So far I’ve found that Floyd Warshall uses adjacency matrices.
Adjacency lists are generally faster than adjacency matrices in algorithms in which the key operation performed per node is “iterate over all the nodes adjacent to this node.” That can be done in time O(deg(v)) time for an adjacency list, where deg(v) is the degree of node v, while it takes time Θ(n) in an adjacency matrix. Similarly, adjacency lists make it fast to iterate over all of the edges in a graph - it takes time O(m + n) to do so, compared with time Θ(n2) for adjacency matrices.
Some of the most-commonly-used graph algorithms (BFS, DFS, Dijkstra’s algorithm, A* search, Kruskal’s algorithm, Prim’s algorithm, Bellman-Ford, Karger’s algorithm, etc.) require fast iteration over all edges or the edges incident to particular nodes, so they work best with adjacency lists.
You mentioned that Floyd-Warshall uses adjacency matrices.

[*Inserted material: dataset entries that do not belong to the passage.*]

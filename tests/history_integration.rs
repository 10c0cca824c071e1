mod common;

use common::{listing, pipeline, scraped_places, settings, FakeProvider};
use reviewscope::config::Config;
use reviewscope::history::HistoryStore;
use reviewscope::model::SearchMode;
use reviewscope::pipeline::{RunContext, ScrapeOptions, SearchQuery, Selection};
use std::sync::Arc;
use tempfile::TempDir;

const OPTIONS: ScrapeOptions = ScrapeOptions {
    max_reviews: 20,
    ai_enabled: false,
};

fn store_in(dir: &TempDir) -> HistoryStore {
    let mut config = Config::default();
    config.storage.data_dir = dir.path().join("data");
    HistoryStore::from_config(&config).unwrap()
}

#[tokio::test]
async fn test_completed_run_round_trips_through_history() {
    let temp_dir = TempDir::new().unwrap();
    let store = store_in(&temp_dir);
    assert!(temp_dir.path().join("data/history.sqlite").exists());

    let provider = Arc::new(FakeProvider::new(Vec::new(), scraped_places(2)));
    let pipeline = pipeline(provider, settings(5, 3));
    let mut ctx = RunContext::new();
    let lines = vec!["ChIJfirst".to_string(), "place_id:ChIJsecond".to_string()];
    let artifact = pipeline
        .run(&mut ctx, SearchQuery::Urls(lines), &Selection::All, OPTIONS)
        .await
        .unwrap();

    assert!(store.save(&artifact).unwrap());
    // Same mode and query moments later is not recorded twice
    assert!(!store.save(&artifact).unwrap());

    let runs = store.list().unwrap();
    assert_eq!(runs.len(), 1);
    assert_eq!(runs[0].id, artifact.run_id);
    assert_eq!(runs[0].mode, SearchMode::Url);
    assert_eq!(runs[0].query, None);
    assert_eq!(runs[0].places_count, 2);
    assert_eq!(runs[0].reviews_count, 6);

    let restored = store.get(&artifact.run_id).unwrap().unwrap();
    assert_eq!(restored, artifact);

    assert!(store.delete(&artifact.run_id).unwrap());
    assert!(store.get(&artifact.run_id).unwrap().is_none());
}

#[tokio::test]
async fn test_different_queries_are_kept_apart() {
    let temp_dir = TempDir::new().unwrap();
    let store = store_in(&temp_dir);

    for brand in ["Cafe", "Pizzeria"] {
        let provider = Arc::new(FakeProvider::new(
            vec![listing("P0", "Cafe 0 - Milano")],
            scraped_places(1),
        ));
        let pipeline = pipeline(provider, settings(5, 3));
        let mut ctx = RunContext::new();
        let query = SearchQuery::Brand(reviewscope::jobs::DiscoveryRequest {
            query: brand.to_string(),
            location_hint: String::new(),
            max_results: 5,
            mode: Default::default(),
            skip_closed: false,
        });
        let artifact = pipeline
            .run(&mut ctx, query, &Selection::All, OPTIONS)
            .await
            .unwrap();
        assert!(store.save(&artifact).unwrap());
    }

    let queries: Vec<Option<String>> = store.list().unwrap().into_iter().map(|r| r.query).collect();
    assert_eq!(queries.len(), 2);
    assert!(queries.contains(&Some("Cafe".to_string())));
    assert!(queries.contains(&Some("Pizzeria".to_string())));

    assert_eq!(store.clear().unwrap(), 2);
    assert!(store.list().unwrap().is_empty());
}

While Floyd-Warshall does maintain an internal matrix tracking shortest paths seen so far, it doesn’t actually require the original graph to be an adjacency matrix. The overall cost of the dynamic programming work is Θ(n3), which is bigger than the O(n2) cost of converting an adjacency list into an adjacency matrix or vice-versa.
There are only a few places where an adjacency matrix is faster than an adjacency list. Adjacency matrices take time O(1) to test whether a particular edge is present in the graph, which is faster than the O(deg(v)) cost of the corresponding operation on an adjacency list. Since the cost of converting an adjacency list to an adjacency matrix is Θ(n2), the only cases where an adjacency matrix would outperform an adjacency list are in situations where (1) random access of the edges are required and (2) the total runtime of the algorithm is o(n2). I only know a few algorithms that do this. For example, there’s the celebrity-finding problem where you’re given a graph and are asked to find whether there’s a node with incoming edges from each node and outgoing edges to no nodes. This can be done in time O(n) using an adjacency matrix, faster than what can be done with an adjacency list.
(That being said, you could also use an adjacency list represented using cuckoo hash tables rather than regular lists and match the same runtime bounds as above, though with the cost of creating the adjacency list now only expected to be fast rather than actually worst-case efficient.)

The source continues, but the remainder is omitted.